フィラリア予防について
2015.05.15
フィラリア感染症は以前はワンちゃんの死因第1位の病気でした。
急性の症状はフィラリアの虫のために右の心臓の中の血流障害や弁の閉鎖不全がなどが起こり、急な症状の悪化がみられていきなり倒れることもあります。慢性症状では肺動脈の中にフィラリアの虫をためてしまい、肺の血管が狭くなったりつまったりする状態から肺血管の血圧が上昇し、心臓の機能が低下します。お腹の中に大量の水をためる、痩せる、食べなくなる、等が特徴です。
鳥取県の西部地区では予防を適切に行わなかったワンちゃんでフィラリア感染が散見されます。

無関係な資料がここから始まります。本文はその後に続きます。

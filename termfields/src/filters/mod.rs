//! Named extension points for the term retrieval paths.
//!
//! A term store exposes four places where term records leave storage: a
//! taxonomy-scoped query, an object cross-reference query, a per-object
//! list, and a single-term get. Each one maps to a method here.
//! Implementations receive the retrieval outcome and must hand back a value
//! of the same shape; a failed retrieval passes through untouched, never
//! swallowed or replaced.
//!
//! Every method defaults to the identity, so an implementation only
//! overrides the paths it cares about. [`TermFieldDecorator`] implements
//! all four by delegating to its decoration operations.
//!
//! [`TermFieldDecorator`]: crate::decorator::TermFieldDecorator

pub mod normalizers;

use crate::errors::LookupResult;
use crate::types::{TaxonomySelector, Term, TermQueryArgs};

pub trait TermFilter {
    /// Term-list retrieval with taxonomy and query-args context.
    fn filter_queried_terms(
        &self,
        outcome: LookupResult<Vec<Term>>,
        _taxonomies: &TaxonomySelector,
        _args: &TermQueryArgs,
    ) -> LookupResult<Vec<Term>> {
        outcome
    }

    /// Term-list retrieval for object cross-references, with context.
    fn filter_object_terms(
        &self,
        outcome: LookupResult<Vec<Term>>,
        _taxonomies: &TaxonomySelector,
        _args: &TermQueryArgs,
    ) -> LookupResult<Vec<Term>> {
        outcome
    }

    /// Term-list retrieval for a single object, no context.
    fn filter_term_list(&self, outcome: LookupResult<Vec<Term>>) -> LookupResult<Vec<Term>> {
        outcome
    }

    /// Single-term retrieval.
    fn filter_term(&self, outcome: LookupResult<Term>) -> LookupResult<Term> {
        outcome
    }
}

室内に飼っておられる方も蚊が室内に入ってくる状況であれば、また、たまにワンちゃんを屋外に連れ出すことがあれば、フィラリア感染の可能性は否定できません。
フィラリア症は、予防薬を使うことで確実に予防することのできる病気です。ですので、この病気に愛犬が罹患するか否かはオーナーさんの意識次第と言い切ってしまってもよいかもしれません。

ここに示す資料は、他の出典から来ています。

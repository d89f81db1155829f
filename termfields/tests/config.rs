use tempfile::TempDir;
use termfields::provider::memory::{MemoryFields, MemoryTaxonomies};
use termfields::{ConfigError, DecoratorConfig, TaxonomyDescriptor, TaxonomySelector};

fn taxonomies() -> MemoryTaxonomies {
    MemoryTaxonomies::new()
        .taxonomy(TaxonomyDescriptor::new("genre", "Genres"))
        .taxonomy(TaxonomyDescriptor::new("mood", "Moods"))
}

#[test]
fn loads_config_from_file() {
    let temp_dir = TempDir::new().unwrap();
    let path = temp_dir.path().join("termfields.toml");
    std::fs::write(&path, r#"taxonomies = ["genre", "mood"]"#).unwrap();

    let config = DecoratorConfig::load(&path).unwrap();
    assert_eq!(config.taxonomies, vec!["genre", "mood"]);
}

#[test]
fn missing_file_reports_io_error_with_path() {
    let temp_dir = TempDir::new().unwrap();
    let path = temp_dir.path().join("absent.toml");

    let err = DecoratorConfig::load(&path).unwrap_err();
    match err {
        ConfigError::Io { path: reported, .. } => assert_eq!(reported, path),
        other => panic!("expected Io error, got {other:?}"),
    }
}

#[test]
fn malformed_file_reports_parse_error() {
    let temp_dir = TempDir::new().unwrap();
    let path = temp_dir.path().join("termfields.toml");
    std::fs::write(&path, "taxonomies = genre").unwrap();

    assert!(matches!(
        DecoratorConfig::load(&path),
        Err(ConfigError::Parse(_))
    ));
}

#[test]
fn build_registers_configured_taxonomies() {
    let config = DecoratorConfig {
        taxonomies: vec!["genre".into(), "mood".into()],
    };
    let decorator = config.build(taxonomies(), MemoryFields::new());

    assert!(decorator.is_registered(&TaxonomySelector::from("genre")));
    assert!(decorator.is_registered(&TaxonomySelector::from("mood")));
}

#[test]
fn build_skips_unknown_taxonomies() {
    let config = DecoratorConfig {
        taxonomies: vec!["genre".into(), "bogus".into()],
    };
    let decorator = config.build(taxonomies(), MemoryFields::new());

    assert!(decorator.is_registered(&TaxonomySelector::from("genre")));
    assert!(!decorator.is_registered(&TaxonomySelector::from("bogus")));
}

#[test]
fn empty_config_builds_decorator_with_nothing_registered() {
    let decorator = DecoratorConfig::default().build(taxonomies(), MemoryFields::new());
    assert!(!decorator.has_registered_taxonomies());
}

当院ではフィラリアのみに効く錠剤(味付き)のタイプを用意しています。予防は原則として蚊が飛び始めてから1ヶ月後くらいに開始し、蚊が飛び終わって1ヶ月後まで続けます。ですので当院では5月末~6月初めあたりから11月末~12月初めまでをフィラリア予防の時期としております。1年間有効の注射の予防薬は、薬効成分が体内に残存しつづけることから獣医師の間でも使用の是非について意見が分かれるところです。当院ではこの注射のタイプの予防薬は取り扱っておりません。
シーズン終わりあたりの予防が不十分となり、感染してからフィラリア予防でない時期を向かえると、2月あたりに急性フィラリア症の症状を呈する場合があります。シーズン終わりあたりの予防もしっかり行いましょう。

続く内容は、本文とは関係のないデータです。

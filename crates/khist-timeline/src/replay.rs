//! Serial replay of one resource's audit entries into manifest revisions.

use std::collections::HashMap;

use chrono::{DateTime, Utc};
use serde::{Deserialize, Serialize};
use tracing::{debug, warn};

use khist_codec::to_json_string;
use khist_merge::{merge, MergeConfiguration, MergeError};
use khist_node::{MapNode, Node, Scalar};

use crate::audit::AuditEvent;
use crate::config::{ErrorPolicy, ReplayConfig};
use crate::error::{TimelineError, TimelineResult};
use crate::key::ResourceKey;

/// One state of a resource, produced by one applied audit entry.
#[derive(Clone, Debug, PartialEq, Serialize, Deserialize)]
pub struct ManifestRevision {
    /// 1-based position in the timeline.
    pub seq: u64,
    pub audit_id: String,
    pub verb: String,
    pub subresource: Option<String>,
    pub user: Option<String>,
    pub timestamp: Option<DateTime<Utc>>,
    /// BLAKE3 (hex) of the compact JSON rendering. Deletions hash the
    /// string `null`.
    pub digest: String,
    /// `None` once the resource has been deleted.
    pub manifest: Option<Node>,
}

impl ManifestRevision {
    pub fn is_deletion(&self) -> bool {
        self.manifest.is_none()
    }
}

/// An audit entry that could not be applied.
#[derive(Clone, Debug, PartialEq, Eq, Serialize, Deserialize)]
pub struct EntryFailure {
    pub resource: ResourceKey,
    pub audit_id: String,
    pub message: String,
}

/// The outcome of replaying one timeline.
#[derive(Clone, Debug, PartialEq)]
pub struct TimelineReplay {
    pub key: ResourceKey,
    pub revisions: Vec<ManifestRevision>,
    pub failures: Vec<EntryFailure>,
}

/// Verbs that write an object.
const WRITE_VERBS: &[&str] = &["create", "update", "patch", "delete"];

/// Writes to this subresource carry a `Scale` object, not the parent.
const SCALE_SUBRESOURCE: &str = "scale";

/// Completed, successful writes.
pub fn is_replayable(event: &AuditEvent) -> bool {
    event.is_complete() && event.succeeded() && WRITE_VERBS.contains(&event.verb.as_str())
}

/// Group replayable events by resource, in first-seen order.
///
/// Each group is stably sorted by event time: the request timestamp, else the
/// stage timestamp. An entry with neither sorts as if it carried the time of
/// the entry logged before it, so it stays behind that entry.
pub fn group_events(
    events: Vec<AuditEvent>,
    include_subresources: bool,
) -> Vec<(ResourceKey, Vec<AuditEvent>)> {
    let mut groups: Vec<(ResourceKey, Vec<AuditEvent>)> = Vec::new();
    let mut index: HashMap<ResourceKey, usize> = HashMap::new();
    let mut ignored = 0usize;

    for event in events {
        if !is_replayable(&event) || (!include_subresources && event.subresource().is_some()) {
            ignored += 1;
            continue;
        }
        let Some(key) = ResourceKey::from_event(&event) else {
            ignored += 1;
            continue;
        };
        match index.get(&key) {
            Some(&slot) => groups[slot].1.push(event),
            None => {
                index.insert(key.clone(), groups.len());
                groups.push((key, vec![event]));
            }
        }
    }

    for (_, entries) in &mut groups {
        let mut carried = None;
        let mut timed: Vec<(Option<DateTime<Utc>>, AuditEvent)> = std::mem::take(entries)
            .into_iter()
            .map(|event| {
                carried = event_time(&event).or(carried);
                (carried, event)
            })
            .collect();
        timed.sort_by_key(|(time, _)| *time);
        *entries = timed.into_iter().map(|(_, event)| event).collect();
    }
    debug!(timelines = groups.len(), ignored, "grouped audit events");
    groups
}

/// Apply `events` in order, starting from an absent resource.
///
/// Under [`ErrorPolicy::Skip`] a failing entry is recorded and the running
/// manifest is left as it was; under [`ErrorPolicy::Abort`] the first failure
/// is returned.
pub fn replay_timeline(
    key: &ResourceKey,
    events: &[AuditEvent],
    merge_config: &MergeConfiguration,
    config: &ReplayConfig,
) -> TimelineResult<TimelineReplay> {
    let mut running: Option<Node> = None;
    let mut revisions = Vec::new();
    let mut failures = Vec::new();

    for event in events {
        match next_manifest(key, event, running.as_ref(), merge_config, config) {
            Ok(manifest) => {
                let digest = digest(manifest.as_ref())?;
                revisions.push(ManifestRevision {
                    seq: revisions.len() as u64 + 1,
                    audit_id: event.audit_id.clone(),
                    verb: event.verb.clone(),
                    subresource: event.subresource().map(str::to_string),
                    user: event.username().map(str::to_string),
                    timestamp: event_time(event),
                    digest,
                    manifest: manifest.clone(),
                });
                running = manifest;
            }
            Err(err) => match config.error_policy {
                ErrorPolicy::Abort => return Err(err),
                ErrorPolicy::Skip => {
                    warn!(resource = %key, audit_id = %event.audit_id, error = %err, "skipping audit entry");
                    failures.push(EntryFailure {
                        resource: key.clone(),
                        audit_id: event.audit_id.clone(),
                        message: err.to_string(),
                    });
                }
            },
        }
    }

    Ok(TimelineReplay {
        key: key.clone(),
        revisions,
        failures,
    })
}

fn next_manifest(
    key: &ResourceKey,
    event: &AuditEvent,
    running: Option<&Node>,
    merge_config: &MergeConfiguration,
    config: &ReplayConfig,
) -> TimelineResult<Option<Node>> {
    let response = event
        .response_object
        .as_ref()
        .filter(|_| config.prefer_response_object);
    let entry_error = |reason: &str| TimelineError::Entry {
        audit_id: event.audit_id.clone(),
        resource: key.to_string(),
        reason: reason.to_string(),
    };
    let merge_error = |source: MergeError| TimelineError::Merge {
        audit_id: event.audit_id.clone(),
        resource: key.to_string(),
        source,
    };

    if event.subresource() == Some(SCALE_SUBRESOURCE) {
        if !matches!(event.verb.as_str(), "update" | "patch") {
            return Err(entry_error(&format!("verb `{}` on scale", event.verb)));
        }
        let running = running.ok_or_else(|| entry_error("scale before the resource exists"))?;
        let replicas = response
            .or(event.request_object.as_ref())
            .and_then(|scale| scale.get("spec"))
            .and_then(|spec| spec.get("replicas"))
            .filter(|replicas| matches!(replicas.as_scalar(), Some(Scalar::Int(_))))
            .ok_or_else(|| entry_error("scale without an integer spec.replicas"))?;
        return merge(Some(running), Some(&replicas_patch(replicas)), merge_config)
            .map_err(merge_error);
    }

    match event.verb.as_str() {
        "delete" => Ok(None),
        "create" | "update" => response
            .or(event.request_object.as_ref())
            .cloned()
            .map(Some)
            .ok_or_else(|| entry_error("no requestObject or responseObject")),
        "patch" => {
            if let Some(response) = response {
                return Ok(Some(response.clone()));
            }
            let patch = event
                .request_object
                .as_ref()
                .ok_or_else(|| entry_error("patch without requestObject"))?;
            if patch.as_sequence().is_some() {
                return Err(entry_error(
                    "JSON patch requests need a responseObject to replay",
                ));
            }
            merge(running, Some(patch), merge_config).map_err(merge_error)
        }
        other => Err(entry_error(&format!("verb `{other}` does not write an object"))),
    }
}

/// `{spec: {replicas: N}}`, applied to the parent manifest for scale writes.
fn replicas_patch(replicas: &Node) -> Node {
    let mut spec = MapNode::new();
    spec.insert("replicas", replicas.clone());
    let mut patch = MapNode::new();
    patch.insert("spec", Node::Map(spec));
    Node::Map(patch)
}

fn event_time(event: &AuditEvent) -> Option<DateTime<Utc>> {
    event.request_received_timestamp.or(event.stage_timestamp)
}

/// Hex BLAKE3 of the compact JSON rendering of `manifest`.
pub fn digest(manifest: Option<&Node>) -> TimelineResult<String> {
    let json = match manifest {
        Some(node) => to_json_string(node)?,
        None => "null".to_string(),
    };
    Ok(hex::encode(blake3::hash(json.as_bytes()).as_bytes()))
}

なお、ネコでは現在のところシーズン中の積極的なフィラリア予防が一般的にはなっておりませんが、ネコのフィラリア症発症の報告は米子でもあります。ネコでは犬のようにフィラリアの多量寄生はおこらず、少量の虫が迷入した組織での症状を示すため、犬のように典型的な症状はありません。また少量寄生のため、検査で引っかけるのが難しいということもあります。フィラリアに加えノミ、耳ダニや腸内寄生虫もカバーするお薬がスポットタイプで存在しますので、特に外に自由に出る子であれば、この様なお薬を1ヶ月毎で使用するようにされるのがよいのではないでしょうか。